As the Lender Center formalized plans for the event and lined up its prominent panelists, Rolling has posed the following key questions for all participants and audiences to consider:

  • What happens when we boldly proclaim that creative activity—or creativity, for abbreviation—is a human right, and not merely a privilege?
  • How do avenues for creative response open up space for individual fulfillment and higher achievement, interrupting the systems and structures of social inequity?
  • What are the benefits of centering our art and design practices and culture creation through a social justice lens?
  • What practice-based research, philosophies and histories help to animate a human rights discourse promoting creative, critical citizenship for the public good?
  • What practical instructional tactics and partnering strategies are essential in promoting an equity-oriented ecosystem of creative activity, education and social entrepreneurship?
  • How can we better coordinate our commitments to creative activity as a tool for self-actualization and the address of generational and collective traumas—especially within marginalized and under-resourced local communities as we enter the post-pandemic era?

Here is the schedule for the Lender Center for Social Justice Conversation “Creative Activity as a Human Right” on Nov. 11:

Amelia Kraehe

Keynote speaker Amelia Kraehe

  • Keynote and Q&A, 1-2:15 p.m.: Opening the day’s proceedings with a talk titled “Joy, Justice, and Creative Futures,” the keynote speaker is Amelia Kraehe, the inaugural associate vice president for Equity in the Arts for Arizona Arts at the University of Arizona. She is also co-founder and co-director of the university’s Racial Justice Studio, which serves as a transdisciplinary incubator for the study and practice of intersectional anti-racism in and through the arts.
  • Panel discussion on equity, 2:30-4 p.m.: The panel of national leaders in art and design education includes Kraehe; Injeong Yoon-Ramirez, Endowed Assistant Professor of Art Education and affiliate faculty in Gender Studies at the University of Arkansas; Sara Scott Shields and Rachel Fendler, associate professors in the Department of Art Education at Florida State University; and Shyla Rao, principal of City Neighbors Hamilton K-8 charter school in the Baltimore City Public Schools.

Rolling will moderate this discussion.

  • Panel discussion with local creative leaders on youth and civic engagement, 4:15-5:45 p.m.: The panel discussion with local creative leaders includes Cjala Surratt, member of Everson Museum of Art’s equity and engagement committee, board member of Community Folk Art Center and communications coordinator of Light Work; Sarah Gentile, director of fine arts in the West Genesee School District and former supervisor of fine arts in the Syracuse City School District; Kimberly McCoy, community engagement organizer at ArtRage Gallery; and Rochele Royster, assistant professor of art therapy in the Department of Creative Arts Therapy at Syracuse University and former learning behavior specialist for Chicago Public Schools.

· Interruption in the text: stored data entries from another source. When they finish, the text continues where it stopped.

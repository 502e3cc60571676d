/// Notification preference command handlers
use anyhow::{bail, Result};
use clap::Subcommand;
use habitloop_core::screens::{SettingsAction, SettingsStore};
use habitloop_core::AppContainer;

use super::helpers::{parse_switch, switch_label};

#[derive(Subcommand, Debug)]
pub enum SettingsCommand {
    /// Show notification preferences
    Show,
    /// Change a preference: sound, vibration, frequency or daily-quote
    Set { key: String, value: String },
}

pub async fn handle_settings_command(app: &AppContainer, command: SettingsCommand) -> Result<()> {
    let (mut store, _events) = SettingsStore::new(
        app.auth.clone(),
        app.habits.clone(),
        app.quotes.clone(),
        app.scheduler.clone(),
    );

    match command {
        SettingsCommand::Show => {
            let state = store.current();
            println!("Notification sound:     {}", switch_label(state.notification_sound));
            println!("Notification vibration: {}", switch_label(state.notification_vibration));
            println!("Notification frequency: {}", state.notification_frequency);
            println!("Daily quote:            {}", switch_label(state.daily_quote_notifications));
            if app.auth.user().is_none() {
                println!("\n(defaults shown; sign in to load your preferences)");
            }
        }
        SettingsCommand::Set { key, value } => {
            if app.auth.user().is_none() {
                bail!("Not signed in. Run `habitloop login` first");
            }
            let action = match key.as_str() {
                "sound" => SettingsAction::SoundToggled(parse_switch(&value)?),
                "vibration" => SettingsAction::VibrationToggled(parse_switch(&value)?),
                "frequency" => SettingsAction::FrequencyChanged(value.clone()),
                "daily-quote" => SettingsAction::DailyQuoteToggled(parse_switch(&value)?),
                other => bail!("Unknown setting: {other}. Use sound, vibration, frequency or daily-quote"),
            };
            store.on_action(action).await;
            println!("Set {key} = {value}");
        }
    }
    Ok(())
}
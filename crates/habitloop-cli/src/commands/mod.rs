pub mod account;
pub mod config;
pub mod data;
pub mod habit;
pub mod helpers;
pub mod profile;
pub mod remind;
pub mod settings;
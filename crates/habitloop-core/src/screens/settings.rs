use habitloop_storage::User;
use log::warn;
use std::sync::Arc;
use tokio::sync::{mpsc, watch};

use super::emit;
use crate::notifications::{NotificationScheduler, QUOTE_TAG};
use crate::repository::{AuthRepository, HabitRepository, QuoteRepository};

#[derive(Debug, Clone, PartialEq, Eq)]
pub struct SettingsState {
    pub notification_sound: bool,
    pub notification_vibration: bool,
    pub notification_frequency: String,
    pub daily_quote_notifications: bool,
}

impl SettingsState {
    fn from_user(user: &User) -> Self {
        Self {
            notification_sound: user.notification_sound,
            notification_vibration: user.notification_vibration,
            notification_frequency: user.notification_frequency.clone(),
            daily_quote_notifications: user.daily_quote_notifications,
        }
    }

    fn apply_to(&self, user: &User) -> User {
        User {
            notification_sound: self.notification_sound,
            notification_vibration: self.notification_vibration,
            notification_frequency: self.notification_frequency.clone(),
            daily_quote_notifications: self.daily_quote_notifications,
            ..user.clone()
        }
    }
}

impl Default for SettingsState {
    fn default() -> Self {
        Self::from_user(&User::default())
    }
}

#[derive(Debug, Clone, PartialEq, Eq)]
pub enum SettingsAction {
    SoundToggled(bool),
    VibrationToggled(bool),
    FrequencyChanged(String),
    DailyQuoteToggled(bool),
    Backup,
    Restore,
    ClearCache,
}

#[derive(Debug, Clone, PartialEq, Eq)]
pub enum SettingsEvent {
    Toast(String),
}

pub struct SettingsStore {
    state: watch::Sender<SettingsState>,
    events: mpsc::UnboundedSender<SettingsEvent>,
    auth: Arc<AuthRepository>,
    habits: Arc<HabitRepository>,
    quotes: Arc<QuoteRepository>,
    scheduler: Arc<NotificationScheduler>,
}

impl SettingsStore {
    #[must_use]
    pub fn new(
        auth: Arc<AuthRepository>,
        habits: Arc<HabitRepository>,
        quotes: Arc<QuoteRepository>,
        scheduler: Arc<NotificationScheduler>,
    ) -> (Self, mpsc::UnboundedReceiver<SettingsEvent>) {
        let initial = auth
            .user()
            .map(|user| SettingsState::from_user(&user))
            .unwrap_or_default();
        let (events, receiver) = mpsc::unbounded_channel();
        let store = Self {
            state: watch::channel(initial).0,
            events,
            auth,
            habits,
            quotes,
            scheduler,
        };
        (store, receiver)
    }

    #[must_use]
    pub fn state(&self) -> watch::Receiver<SettingsState> {
        self.state.subscribe()
    }

    #[must_use]
    pub fn current(&self) -> SettingsState {
        self.state.borrow().clone()
    }

    fn toast(&self, message: &str) {
        emit(&self.events, SettingsEvent::Toast(message.to_string()));
    }

    pub async fn on_action(&mut self, action: SettingsAction) {
        match action {
            SettingsAction::SoundToggled(on) => {
                self.state.send_modify(|s| s.notification_sound = on);
            }
            SettingsAction::VibrationToggled(on) => {
                self.state.send_modify(|s| s.notification_vibration = on);
            }
            SettingsAction::FrequencyChanged(frequency) => {
                self.state.send_modify(|s| s.notification_frequency = frequency);
            }
            SettingsAction::DailyQuoteToggled(on) => {
                self.state.send_modify(|s| s.daily_quote_notifications = on);
                if on {
                    self.scheduler.schedule_daily_quote(self.quotes.clone());
                } else {
                    self.scheduler.cancel_tag(QUOTE_TAG);
                }
            }
            SettingsAction::Backup => match self.habits.backup().await {
                Ok(_) => self.toast("Backup successful"),
                Err(e) => {
                    warn!("Backup failed: {}", e);
                    self.toast("Backup failed");
                }
            },
            SettingsAction::Restore => match self.habits.restore().await {
                Ok(_) => self.toast("Restore successful"),
                Err(e) => {
                    warn!("Restore failed: {}", e);
                    self.toast("Restore failed");
                }
            },
            SettingsAction::ClearCache => match self.habits.clear().await {
                Ok(_) => self.toast("Cache cleared"),
                Err(e) => {
                    warn!("Clearing habits failed: {}", e);
                    self.toast("Failed to clear cache");
                }
            },
        }
        self.save_preferences().await;
    }

    async fn save_preferences(&self) {
        let Some(user) = self.auth.user() else {
            return;
        };
        let updated = self.current().apply_to(&user);
        if let Err(e) = self.auth.update_user(&updated).await {
            warn!("Failed to save preferences: {}", e);
        }
    }
}
//! Local cache operations split into per-table modules.
//!
//! This module defines the `Database` handle; each submodule adds the
//! methods for one table.

mod habits;
mod helpers;
mod quotes;
mod users;

use anyhow::{anyhow, Context, Result};
use rusqlite::Connection;
use std::path::PathBuf;
use std::sync::{Mutex, MutexGuard};

use crate::migrations;

/// Embedded SQLite cache shared by the repositories
pub struct Database {
    conn: Mutex<Connection>,
}

impl Database {
    /// Open (or create) the cache database
    ///
    /// # Errors
    ///
    /// Returns an error if database directory creation, connection opening, or schema initialization fails
    pub fn new(db_path: Option<PathBuf>) -> Result<Self> {
        let path = db_path.unwrap_or_else(Self::default_db_path);

        // Ensure parent directory exists
        if let Some(parent) = path.parent() {
            std::fs::create_dir_all(parent).context("Failed to create database directory")?;
        }

        let conn = Connection::open(&path).context("Failed to open database connection")?;
        migrations::init_schema(&conn)?;

        log::info!("Cache database initialized at: {}", path.display());

        Ok(Self {
            conn: Mutex::new(conn),
        })
    }

    /// Open a throwaway in-memory cache
    ///
    /// # Errors
    ///
    /// Returns an error if schema initialization fails
    pub fn in_memory() -> Result<Self> {
        let conn = Connection::open_in_memory().context("Failed to open in-memory database")?;
        migrations::init_schema(&conn)?;
        Ok(Self {
            conn: Mutex::new(conn),
        })
    }

    /// Get default database path
    fn default_db_path() -> PathBuf {
        let mut path = dirs::data_local_dir().unwrap_or_else(|| PathBuf::from("."));
        path.push("habitloop");
        path.push("habitloop.db");
        path
    }

    fn conn(&self) -> Result<MutexGuard<'_, Connection>> {
        self.conn
            .lock()
            .map_err(|_| anyhow!("Cache database lock poisoned"))
    }
}
use habitloop_remote::QuoteSource;
use habitloop_storage::{Database, Quote};
use log::{info, warn};
use std::sync::Arc;
use tokio::sync::watch;

use crate::error::Result;

/// Latest cached quote, refreshed from the quotation service
pub struct QuoteRepository {
    db: Arc<Database>,
    source: Arc<dyn QuoteSource>,
    latest: watch::Sender<Option<Quote>>,
}

impl QuoteRepository {
    /// # Errors
    ///
    /// Returns an error if the cached quote cannot be read
    pub fn new(db: Arc<Database>, source: Arc<dyn QuoteSource>) -> Result<Self> {
        let (latest, _) = watch::channel(db.latest_quote()?);
        Ok(Self { db, source, latest })
    }

    #[must_use]
    pub fn latest(&self) -> watch::Receiver<Option<Quote>> {
        self.latest.subscribe()
    }

    #[must_use]
    pub fn current(&self) -> Option<Quote> {
        self.latest.borrow().clone()
    }

    /// Fetch a new quote and cache it. Returns `false` when the service could
    /// not be reached, in which case the previous quote stays current.
    ///
    /// # Errors
    ///
    /// Returns an error if the fetched quote cannot be cached
    pub async fn refresh_quote(&self) -> Result<bool> {
        match self.source.random_quote().await {
            Ok(quote) => {
                self.db.insert_quote(&quote)?;
                info!("Fetched quote by {}", quote.author);
                self.latest.send_replace(Some(quote));
                Ok(true)
            }
            Err(e) => {
                warn!("Failed to fetch quote: {}", e);
                Ok(false)
            }
        }
    }
}
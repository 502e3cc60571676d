use chrono::{Local, Weekday};
use habitloop_storage::{Frequency, Habit};
use log::info;
use std::sync::Arc;
use tokio::sync::{mpsc, watch};

use super::{emit, NavigationEvent};
use crate::error::Result;
use crate::notifications::{reminder_tag, NotificationScheduler};
use crate::repository::HabitRepository;
use crate::streak::next_reminder_time;

pub const CATEGORIES: [&str; 4] = ["Health", "Study", "Fitness", "Creative"];

#[derive(Debug, Clone, PartialEq, Eq)]
pub struct AddHabitState {
    /// Set when editing an existing habit
    pub editing_id: Option<String>,
    pub title: String,
    pub description: String,
    pub category: String,
    pub frequency: Frequency,
    pub custom_days: Vec<Weekday>,
    pub reminder_enabled: bool,
    pub reminder_hour: Option<u32>,
    pub reminder_minute: Option<u32>,
    pub is_custom_frequency_dialog_visible: bool,
    pub is_time_picker_visible: bool,
    pub error: Option<String>,
}

impl Default for AddHabitState {
    fn default() -> Self {
        Self {
            editing_id: None,
            title: String::new(),
            description: String::new(),
            category: CATEGORIES[0].to_string(),
            frequency: Frequency::Daily,
            custom_days: Vec::new(),
            reminder_enabled: false,
            reminder_hour: None,
            reminder_minute: None,
            is_custom_frequency_dialog_visible: false,
            is_time_picker_visible: false,
            error: None,
        }
    }
}

impl AddHabitState {
    fn from_habit(habit: &Habit) -> Self {
        Self {
            editing_id: Some(habit.id.clone()),
            title: habit.name.clone(),
            description: habit.description.clone(),
            category: habit.category.clone(),
            frequency: habit.frequency,
            custom_days: habit.custom_days.clone(),
            reminder_enabled: habit.reminder,
            reminder_hour: habit.reminder_hour,
            reminder_minute: habit.reminder_minute,
            ..Self::default()
        }
    }
}

#[derive(Debug, Clone, PartialEq, Eq)]
pub enum AddHabitAction {
    TitleChanged(String),
    DescriptionChanged(String),
    CategoryChanged(String),
    FrequencyChanged(Frequency),
    ReminderToggled(bool),
    CustomFrequencyClicked,
    CustomFrequencyDismissed,
    CustomDayToggled(Weekday),
    TimePickerClicked,
    TimePickerDismissed,
    TimeSelected { hour: u32, minute: u32 },
    Save,
}

pub struct AddHabitStore {
    state: watch::Sender<AddHabitState>,
    events: mpsc::UnboundedSender<NavigationEvent>,
    habits: Arc<HabitRepository>,
    scheduler: Arc<NotificationScheduler>,
    original: Option<Habit>,
}

impl AddHabitStore {
    /// Open the form, pre-filled from the cache when `editing` names a habit
    ///
    /// # Errors
    ///
    /// Returns an error if the cached habit cannot be read
    pub fn new(
        habits: Arc<HabitRepository>,
        scheduler: Arc<NotificationScheduler>,
        editing: Option<&str>,
    ) -> Result<(Self, mpsc::UnboundedReceiver<NavigationEvent>)> {
        let original = match editing {
            Some(id) => habits.habit(id)?,
            None => None,
        };
        let initial = match (&original, editing) {
            (Some(habit), _) => AddHabitState::from_habit(habit),
            (None, id) => AddHabitState {
                editing_id: id.map(str::to_string),
                ..AddHabitState::default()
            },
        };
        let (events, receiver) = mpsc::unbounded_channel();
        let store = Self {
            state: watch::channel(initial).0,
            events,
            habits,
            scheduler,
            original,
        };
        Ok((store, receiver))
    }

    #[must_use]
    pub fn state(&self) -> watch::Receiver<AddHabitState> {
        self.state.subscribe()
    }

    #[must_use]
    pub fn current(&self) -> AddHabitState {
        self.state.borrow().clone()
    }

    /// # Errors
    ///
    /// Returns an error if saving fails to write the local cache
    pub async fn on_action(&mut self, action: AddHabitAction) -> Result<()> {
        match action {
            AddHabitAction::TitleChanged(title) => self.state.send_modify(|s| {
                s.title = title;
                s.error = None;
            }),
            AddHabitAction::DescriptionChanged(text) => {
                self.state.send_modify(|s| s.description = text);
            }
            AddHabitAction::CategoryChanged(category) => {
                self.state.send_modify(|s| s.category = category);
            }
            AddHabitAction::FrequencyChanged(frequency) => {
                self.state.send_modify(|s| s.frequency = frequency);
            }
            AddHabitAction::ReminderToggled(on) => {
                self.state.send_modify(|s| s.reminder_enabled = on);
            }
            AddHabitAction::CustomFrequencyClicked => {
                self.state.send_modify(|s| s.is_custom_frequency_dialog_visible = true);
            }
            AddHabitAction::CustomFrequencyDismissed => {
                self.state.send_modify(|s| s.is_custom_frequency_dialog_visible = false);
            }
            AddHabitAction::CustomDayToggled(day) => self.state.send_modify(|s| {
                if let Some(pos) = s.custom_days.iter().position(|d| *d == day) {
                    s.custom_days.remove(pos);
                } else {
                    s.custom_days.push(day);
                }
            }),
            AddHabitAction::TimePickerClicked => {
                self.state.send_modify(|s| s.is_time_picker_visible = true);
            }
            AddHabitAction::TimePickerDismissed => {
                self.state.send_modify(|s| s.is_time_picker_visible = false);
            }
            AddHabitAction::TimeSelected { hour, minute } => self.state.send_modify(|s| {
                s.reminder_hour = Some(hour);
                s.reminder_minute = Some(minute);
                s.is_time_picker_visible = false;
            }),
            AddHabitAction::Save => self.save().await?,
        }
        Ok(())
    }

    fn build_habit(&self, form: &AddHabitState) -> Habit {
        let mut habit = self.original.clone().unwrap_or_else(|| Habit {
            next_occurrence: Local::now().date_naive().format("%Y-%m-%d").to_string(),
            ..Habit::default()
        });
        habit.id = form
            .editing_id
            .clone()
            .unwrap_or_else(|| uuid::Uuid::new_v4().to_string());
        habit.name = form.title.trim().to_string();
        habit.description = form.description.trim().to_string();
        habit.category.clone_from(&form.category);
        habit.frequency = form.frequency;
        habit.custom_days = if form.frequency == Frequency::Custom {
            form.custom_days.clone()
        } else {
            Vec::new()
        };
        habit.reminder = form.reminder_enabled;
        habit.reminder_hour = form.reminder_hour;
        habit.reminder_minute = form.reminder_minute;
        habit
    }

    async fn save(&mut self) -> Result<()> {
        let form = self.current();
        if form.title.trim().is_empty() {
            self.state
                .send_modify(|s| s.error = Some("Habit title cannot be empty".to_string()));
            return Ok(());
        }

        let habit = self.build_habit(&form);
        if self.original.is_some() {
            self.habits.update_habit(&habit).await?;
        } else {
            self.habits.insert_habit(&habit).await?;
        }

        if let Some(previous) = &self.original {
            self.scheduler.cancel_tag(&reminder_tag(&previous.id));
        }
        if let Some((hour, minute)) = habit.reminder_time() {
            if let Some(at) = next_reminder_time(hour, minute, &Local::now()) {
                self.scheduler.schedule_reminder(&habit, &at);
                info!("Reminder for '{}' set for {}", habit.name, at.format("%Y-%m-%d %H:%M"));
            }
        }

        let id = habit.id.clone();
        self.state.send_modify(|s| s.editing_id = Some(id));
        self.original = Some(habit);
        emit(&self.events, NavigationEvent::NavigateBack);
        Ok(())
    }
}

Tanisha Jackson, professor of practice in African American Studies and executive director of the Community Folk Art Center at Syracuse University, will moderate this discussion.

  • Spotlight event, 6-7 p.m.: A candid conversation between prominent contemporary artists Carrie Mae Weems and Helen Zughaib. Weems is an American artist working in text, fabric, audio, digital images and installation video who is best known for her photography. Zughaib is a Lebanese American painter and multimedia artist who graduated from Syracuse University in 1981 and now lives and works in Washington, D.C.
    Carrie Mae Weems, Artist in Residence at Syracuse University

    Carrie Mae Weems, Artist in Residence at Syracuse University

Kendall Phillips, co-director of the Lender Center and professor of communication and rhetorical studies in Syracuse University’s College of Visual and Performing Arts, will moderate this discussion.

Featured throughout the day will be a series of small original drawings about the human condition by Jewish American artist Audrey Frank Anastasi. Her three-year study of refugees across people groups, man-made crises, wars, persecutions and social traumas offers a profound visual argument for why creative activity is essential in the address of the acts of inhumanity that have erased and displaced so many lives.